The mean time required for each biopsy procedure under real time fluoroscopy in 138 nodules was 25.6±10.1 minutes [22]. Compared to conventional CT guided procedures, fluoroscopic technique helps in rapid completion of procedure, reduced number of punctures and hence reduced chances of complications [23]. When procedure time was compared in two groups (continuous fluoroscopy and conventional CT guided) methods, there was increase in success rates and reduced mean procedure times (27.56 min) in continuous CT fluoroscopic group [24]. We didn’t do real time tracking but during intermittent fluoroscopic technique, as there was no need to move into or out of the room plus every time, three images were acquired by pressing the foot plate, it saved time and we did not feel the need of real time tracking.
Limitation
This study also has a number of limitations. First, we did not have a control group with which we could compare intermittent fluoroscopic technique with conventional CT guided lung biopsies. Second, while calculating radiation dose, separate skin dose was not calculated. Third, we did not do the follow up of patients and considered positive histopathological report as diagnostic success rate in our study. Fourth, while studying the depth of lesions, we did not take the depth of lesions from pleura but took it from skin surface.
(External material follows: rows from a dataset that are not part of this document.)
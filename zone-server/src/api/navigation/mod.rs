//! Navigation API 模块
//!
//! 三级下钻读取：overview → building → floor。
//! 缺少层级所需参数返回 400，不做默认。

mod handler;

use axum::{Router, routing::get};

use crate::core::ServerState;

pub fn router() -> Router<ServerState> {
    Router::new().route(
        "/api/projects/{project_id}/navigation",
        get(handler::navigate),
    )
}
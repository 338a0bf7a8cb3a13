//! Seeded in-memory state for service tests
//!
//! One project with two buildings:
//! - building A: a1, a2 on floor 1 and a3 on floor 2, all available
//! - building B: b1 on floor 1, sold

use shared::models::{ApartmentCreate, ApartmentStatus, BuildingCreate, ProjectCreate};
use sqlx::SqlitePool;
use tempfile::TempDir;

use crate::catalogue::CatalogueService;
use crate::core::{Config, ServerState};
use crate::db::DbService;
use crate::db::repository::{ApartmentRepository, ZoneRepository, project};
use crate::images::ZoneImageManager;
use crate::navigation::NavigationCache;

pub struct Fixture {
    pub state: ServerState,
    pub pool: SqlitePool,
    pub project_id: i64,
    pub building_a: i64,
    pub building_b: i64,
    pub apartment_a1: i64,
    pub apartment_a2: i64,
    pub apartment_a3: i64,
    pub apartment_b1: i64,
    pub zones: ZoneRepository,
    pub apartments: ApartmentRepository,
    pub navigation: NavigationCache,
    pub catalogue: CatalogueService,
    pub images: ZoneImageManager,
    /// Uploads land here; removed on drop
    pub dir: TempDir,
}

fn apartment(floor_number: i32, number: &str, status: ApartmentStatus) -> ApartmentCreate {
    ApartmentCreate {
        floor_number,
        apartment_number: number.to_string(),
        status: Some(status),
        price: Some(150_000.0 + f64::from(floor_number) * 10_000.0),
        area_total: Some(80.0),
        area_living: Some(60.0),
        bedrooms: Some(2),
        bathrooms: Some(1),
        has_balcony: Some(floor_number > 1),
        is_active: None,
        sort_order: None,
    }
}

impl Fixture {
    pub async fn new() -> Self {
        let dir = tempfile::tempdir().unwrap();
        let config = Config::with_overrides(dir.path(), 3000);
        let db = DbService::in_memory().await.unwrap();
        let state = ServerState::new(config, db);
        let pool = state.pool().clone();

        let project = project::create_project(
            &pool,
            ProjectCreate {
                title: "Riverside".into(),
                location: Some("Valencia".into()),
            },
        )
        .await
        .unwrap();
        let building_a = project::create_building(
            &pool,
            project.id,
            BuildingCreate {
                name: "Tower A".into(),
                identifier: "A".into(),
                sort_order: Some(1),
            },
        )
        .await
        .unwrap();
        let building_b = project::create_building(
            &pool,
            project.id,
            BuildingCreate {
                name: "Tower B".into(),
                identifier: "B".into(),
                sort_order: Some(2),
            },
        )
        .await
        .unwrap();

        let apartments = state.apartments.clone();
        let a1 = apartments
            .create(project.id, building_a.id, apartment(1, "1A", ApartmentStatus::Available))
            .await
            .unwrap();
        let a2 = apartments
            .create(project.id, building_a.id, apartment(1, "1B", ApartmentStatus::Available))
            .await
            .unwrap();
        let a3 = apartments
            .create(project.id, building_a.id, apartment(2, "2A", ApartmentStatus::Available))
            .await
            .unwrap();
        let b1 = apartments
            .create(project.id, building_b.id, apartment(1, "1A", ApartmentStatus::Sold))
            .await
            .unwrap();

        Self {
            pool,
            project_id: project.id,
            building_a: building_a.id,
            building_b: building_b.id,
            apartment_a1: a1.id,
            apartment_a2: a2.id,
            apartment_a3: a3.id,
            apartment_b1: b1.id,
            zones: state.zones.clone(),
            apartments,
            navigation: state.navigation.clone(),
            catalogue: state.catalogue.clone(),
            images: state.images.clone(),
            state,
            dir,
        }
    }
}
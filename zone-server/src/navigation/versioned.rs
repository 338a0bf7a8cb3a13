//! Version-rotation cache
//!
//! Keys embed the current version of their domain. Invalidation bumps the
//! version; entries written under older versions are never read again and
//! stay in memory until [`VersionedCache::flush`]. O(1) invalidation is paid
//! for with unbounded growth of abandoned entries between flushes.

use std::future::Future;
use std::sync::Arc;

use dashmap::DashMap;

use crate::core::ResourceVersions;

pub struct VersionedCache<V> {
    domain: &'static str,
    versions: Arc<ResourceVersions>,
    entries: DashMap<String, V>,
}

impl<V: Clone> VersionedCache<V> {
    pub fn new(domain: &'static str, versions: Arc<ResourceVersions>) -> Self {
        Self {
            domain,
            versions,
            entries: DashMap::new(),
        }
    }

    pub fn version(&self) -> u64 {
        self.versions.get(self.domain)
    }

    fn key_at(&self, version: u64, query_key: &str) -> String {
        format!("{}:v{}:{}", self.domain, version, query_key)
    }

    /// Versioned storage key for `query_key` at the current version
    pub fn key(&self, query_key: &str) -> String {
        self.key_at(self.version(), query_key)
    }

    pub fn get(&self, query_key: &str) -> Option<V> {
        self.entries.get(&self.key(query_key)).map(|v| v.value().clone())
    }

    pub fn insert(&self, query_key: &str, value: V) {
        self.entries.insert(self.key(query_key), value);
    }

    /// Cached value, or compute and store it under the version current at
    /// the start of the call
    pub async fn get_or_try_insert_with<F, Fut, E>(&self, query_key: &str, f: F) -> Result<V, E>
    where
        F: FnOnce() -> Fut,
        Fut: Future<Output = Result<V, E>>,
    {
        let key = self.key(query_key);
        if let Some(hit) = self.entries.get(&key) {
            return Ok(hit.value().clone());
        }
        let value = f().await?;
        self.entries.insert(key, value.clone());
        Ok(value)
    }

    /// Abandon every entry of this domain; returns the new version
    pub fn bump(&self) -> u64 {
        let version = self.versions.increment(self.domain);
        tracing::debug!(domain = self.domain, version, "Cache version bumped");
        version
    }

    /// Drop all entries, abandoned or not
    pub fn flush(&self) -> usize {
        let count = self.entries.len();
        self.entries.clear();
        count
    }

    /// Stored entries, including abandoned ones
    pub fn len(&self) -> usize {
        self.entries.len()
    }

    pub fn is_empty(&self) -> bool {
        self.entries.is_empty()
    }
}

#[cfg(test)]
mod tests {
    use super::*;

    fn cache() -> VersionedCache<i32> {
        VersionedCache::new("apartments", Arc::new(ResourceVersions::new()))
    }

    #[test]
    fn test_key_embeds_version() {
        let cache = cache();
        assert_eq!(cache.key("page=1"), "apartments:v0:page=1");
        cache.bump();
        assert_eq!(cache.key("page=1"), "apartments:v1:page=1");
    }

    #[test]
    fn test_bump_abandons_entries() {
        let cache = cache();
        cache.insert("page=1", 10);
        assert_eq!(cache.get("page=1"), Some(10));

        cache.bump();
        assert_eq!(cache.get("page=1"), None);
        // Abandoned, not deleted
        assert_eq!(cache.len(), 1);

        cache.insert("page=1", 11);
        assert_eq!(cache.get("page=1"), Some(11));
        assert_eq!(cache.len(), 2);

        assert_eq!(cache.flush(), 2);
        assert!(cache.is_empty());
    }

    #[test]
    fn test_domains_are_independent() {
        let versions = Arc::new(ResourceVersions::new());
        let a: VersionedCache<i32> = VersionedCache::new("a", versions.clone());
        let b: VersionedCache<i32> = VersionedCache::new("b", versions);
        a.insert("k", 1);
        b.insert("k", 2);

        a.bump();
        assert_eq!(a.get("k"), None);
        assert_eq!(b.get("k"), Some(2));
    }

    #[tokio::test]
    async fn test_get_or_try_insert_with() {
        let cache = cache();
        let v: Result<i32, ()> = cache.get_or_try_insert_with("q", || async { Ok(5) }).await;
        assert_eq!(v, Ok(5));

        // Served from cache, closure not consulted
        let v: Result<i32, ()> = cache.get_or_try_insert_with("q", || async { Err(()) }).await;
        assert_eq!(v, Ok(5));

        let v: Result<i32, &str> = cache
            .get_or_try_insert_with("other", || async { Err("boom") })
            .await;
        assert_eq!(v, Err("boom"));
        assert_eq!(cache.len(), 1);
    }
}
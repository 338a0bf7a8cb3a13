//! Input validation helpers
//!
//! Centralized text length constants and validation functions.
//! SQLite TEXT has no built-in length enforcement.

use shared::error::AppError;

// ── Text length limits ──────────────────────────────────────────────

/// Entity names: project, building, zone label
pub const MAX_NAME_LEN: usize = 200;

/// Short identifiers: building code, apartment number, color codes
pub const MAX_SHORT_TEXT_LEN: usize = 100;

/// Viewbox strings
pub const MAX_VIEWBOX_LEN: usize = 128;

// ── Validation helpers ──────────────────────────────────────────────

/// Validate that a required string is non-empty and within the length limit.
pub fn validate_required_text(value: &str, field: &str, max_len: usize) -> Result<(), AppError> {
    if value.trim().is_empty() {
        return Err(AppError::invalid_field(field, format!("{field} must not be empty")));
    }
    if value.len() > max_len {
        return Err(AppError::invalid_field(
            field,
            format!("{field} is too long ({} chars, max {max_len})", value.len()),
        ));
    }
    Ok(())
}

/// Validate that an optional string, if present, is within the length limit.
pub fn validate_optional_text(
    value: &Option<String>,
    field: &str,
    max_len: usize,
) -> Result<(), AppError> {
    if let Some(v) = value
        && v.len() > max_len
    {
        return Err(AppError::invalid_field(
            field,
            format!("{field} is too long ({} chars, max {max_len})", v.len()),
        ));
    }
    Ok(())
}

/// Validate an optional CSS hex color (`#rgb`, `#rrggbb` or `#rrggbbaa`).
pub fn validate_color(value: &Option<String>, field: &str) -> Result<(), AppError> {
    let Some(color) = value.as_deref().filter(|c| !c.is_empty()) else {
        return Ok(());
    };
    let valid = color
        .strip_prefix('#')
        .is_some_and(|hex| matches!(hex.len(), 3 | 6 | 8) && hex.chars().all(|c| c.is_ascii_hexdigit()));
    if !valid {
        return Err(AppError::invalid_field(
            field,
            format!("{field} must be a hex color like #22c55e"),
        ));
    }
    Ok(())
}

/// Validate an optional non-negative number (prices, areas).
pub fn validate_non_negative(value: Option<f64>, field: &str) -> Result<(), AppError> {
    if let Some(v) = value
        && (!v.is_finite() || v < 0.0)
    {
        return Err(AppError::invalid_field(
            field,
            format!("{field} must be a non-negative number"),
        ));
    }
    Ok(())
}

/// Validate an optional fraction in `0.0..=1.0` (opacity).
pub fn validate_fraction(value: Option<f64>, field: &str) -> Result<(), AppError> {
    if let Some(v) = value
        && !(0.0..=1.0).contains(&v)
    {
        return Err(AppError::invalid_field(
            field,
            format!("{field} must be between 0 and 1"),
        ));
    }
    Ok(())
}

/// Validate an optional pixel size.
pub fn validate_positive(value: Option<i64>, field: &str) -> Result<(), AppError> {
    if let Some(v) = value
        && v <= 0
    {
        return Err(AppError::invalid_field(field, format!("{field} must be positive")));
    }
    Ok(())
}

/// Empty strings clear optional text fields.
pub fn blank_to_none(value: Option<String>) -> Option<String> {
    value
        .map(|v| v.trim().to_string())
        .filter(|v| !v.is_empty())
}

#[cfg(test)]
mod tests {
    use super::*;

    #[test]
    fn test_required_text() {
        assert!(validate_required_text("Tower A", "name", MAX_NAME_LEN).is_ok());
        let err = validate_required_text("  ", "name", MAX_NAME_LEN).unwrap_err();
        assert_eq!(err.details.unwrap().get("field").unwrap(), "name");
        assert!(validate_required_text(&"x".repeat(201), "name", MAX_NAME_LEN).is_err());
    }

    #[test]
    fn test_color() {
        assert!(validate_color(&Some("#22c55e".into()), "fill_color").is_ok());
        assert!(validate_color(&Some("#fff".into()), "fill_color").is_ok());
        assert!(validate_color(&Some(String::new()), "fill_color").is_ok());
        assert!(validate_color(&None, "fill_color").is_ok());
        assert!(validate_color(&Some("green".into()), "fill_color").is_err());
        assert!(validate_color(&Some("#12345".into()), "fill_color").is_err());
    }

    #[test]
    fn test_non_negative() {
        assert!(validate_non_negative(Some(0.0), "price").is_ok());
        assert!(validate_non_negative(None, "price").is_ok());
        assert!(validate_non_negative(Some(-1.0), "price").is_err());
    }

    #[test]
    fn test_fraction_and_positive() {
        assert!(validate_fraction(Some(0.0), "opacity").is_ok());
        assert!(validate_fraction(Some(1.0), "opacity").is_ok());
        assert!(validate_fraction(Some(1.5), "opacity").is_err());
        assert!(validate_fraction(Some(f64::NAN), "opacity").is_err());
        assert!(validate_positive(Some(0), "width").is_err());
        assert!(validate_positive(None, "width").is_ok());
    }

    #[test]
    fn test_blank_to_none() {
        assert_eq!(blank_to_none(Some("  ".into())), None);
        assert_eq!(blank_to_none(Some(" A ".into())), Some("A".into()));
    }
}
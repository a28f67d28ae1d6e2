//! Tile grid enumeration for a single pyramid level.
//!
//! Tiles are enumerated lazily in column-major-outer / row-major-inner order:
//! the outer cursor walks columns left to right, the inner cursor walks rows
//! top to bottom. Destination filenames encode `{col}_{row}`, and Deep Zoom
//! viewers address tiles the same way, so this ordering is part of the wire
//! contract.
//!
//! # Extent rule
//!
//! A tile whose start is 0 on an axis (top row or left column) extends
//! `tile_size + overlap` on that axis; every other tile extends
//! `tile_size + 2*overlap`, carrying the halo on both the leading and the
//! trailing edge. The cursor then advances by `extent - 2*overlap`, which
//! makes the very first step `tile_size - overlap` rather than `tile_size`.
//! The asymmetric first step matches the established slicer behavior that
//! shipped viewers expect; see DESIGN.md before "fixing" it.
//!
//! Emitted extents are not clipped to the level bounds here. Tiles along the
//! right and bottom edges may claim more pixels than the raster has; the crop
//! operation clips them to the available region.

/// Position and extent of one tile within a level, in level-pixel
/// coordinates. Width and height include the overlap halo.
#[derive(Debug, Clone, Copy, PartialEq, Eq)]
pub struct TileBounds {
    /// Zero-based column index.
    pub col: u32,
    /// Zero-based row index.
    pub row: u32,
    /// Horizontal offset of the tile's upper-left corner.
    pub x: u32,
    /// Vertical offset of the tile's upper-left corner.
    pub y: u32,
    /// Stored width, before clipping at the raster boundary.
    pub width: u32,
    /// Stored height, before clipping at the raster boundary.
    pub height: u32,
}

/// Lazy iterator over the tiles of one level.
///
/// # Example
///
/// ```
/// use dzslicer::pyramid::TileGrid;
///
/// // A 500px-wide level at the default tile size yields two columns,
/// // stepping from x=0 to x=253.
/// let columns: Vec<u32> = TileGrid::new(500, 100, 254, 1)
///     .filter(|t| t.row == 0)
///     .map(|t| t.x)
///     .collect();
/// assert_eq!(columns, vec![0, 253]);
/// ```
#[derive(Debug, Clone)]
pub struct TileGrid {
    level_width: u32,
    level_height: u32,
    tile_size: u32,
    overlap: u32,
    x: u32,
    y: u32,
    col: u32,
    row: u32,
}

impl TileGrid {
    /// Create a tile enumeration for a level of the given dimensions.
    ///
    /// The caller must ensure `overlap < tile_size`; the cursor step is
    /// `extent - 2*overlap` and must stay positive for the walk to
    /// terminate. [`crate::slicer::DeepZoomSlicer`] validates this before
    /// any grid is built.
    pub fn new(level_width: u32, level_height: u32, tile_size: u32, overlap: u32) -> Self {
        debug_assert!(overlap < tile_size, "overlap must be smaller than tile_size");
        Self {
            level_width,
            level_height,
            tile_size,
            overlap,
            x: 0,
            y: 0,
            col: 0,
            row: 0,
        }
    }

    /// Stored extent of a tile starting at `start` on one axis.
    fn extent(&self, start: u32) -> u32 {
        if start > 0 {
            self.tile_size + 2 * self.overlap
        } else {
            self.tile_size + self.overlap
        }
    }
}

impl Iterator for TileGrid {
    type Item = TileBounds;

    fn next(&mut self) -> Option<TileBounds> {
        if self.x >= self.level_width || self.level_height == 0 {
            return None;
        }

        let width = self.extent(self.x);
        let height = self.extent(self.y);
        let tile = TileBounds {
            col: self.col,
            row: self.row,
            x: self.x,
            y: self.y,
            width,
            height,
        };

        // Advance the row cursor; when it runs off the bottom, move to the
        // next column. The column step uses this column's tile width, which
        // is constant down the column since it depends only on x.
        self.y += height - 2 * self.overlap;
        self.row += 1;
        if self.y >= self.level_height {
            self.y = 0;
            self.row = 0;
            self.x += width - 2 * self.overlap;
            self.col += 1;
        }

        Some(tile)
    }
}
Last, our sample size was also quite small for lesions with mean diameter <15 mm. Hence, correlating this group with radiation dose, success and complication rates needs further validation from future study with a larger and more diverse dataset.
Conclusion
This study demonstrated when using the third generation dual energy source CT scanner, reducing radiation dose to 30mAs and 70KVp during fluoroscopy biopsy can produce images whose complications and success rates are comparable to using high dose CT. Increase in depth of lesions increase the DLP during fluoroscopic biopsy, time of procedure and complication rates. Size of the lesions does not directly correlate with radiation dose, time of procedure, success and complication rates in our study. In summary, intermittent CT fluoroscopy guided lung biopsy has good success rates with acceptable complications, while utilising less radiation dose and procedure time.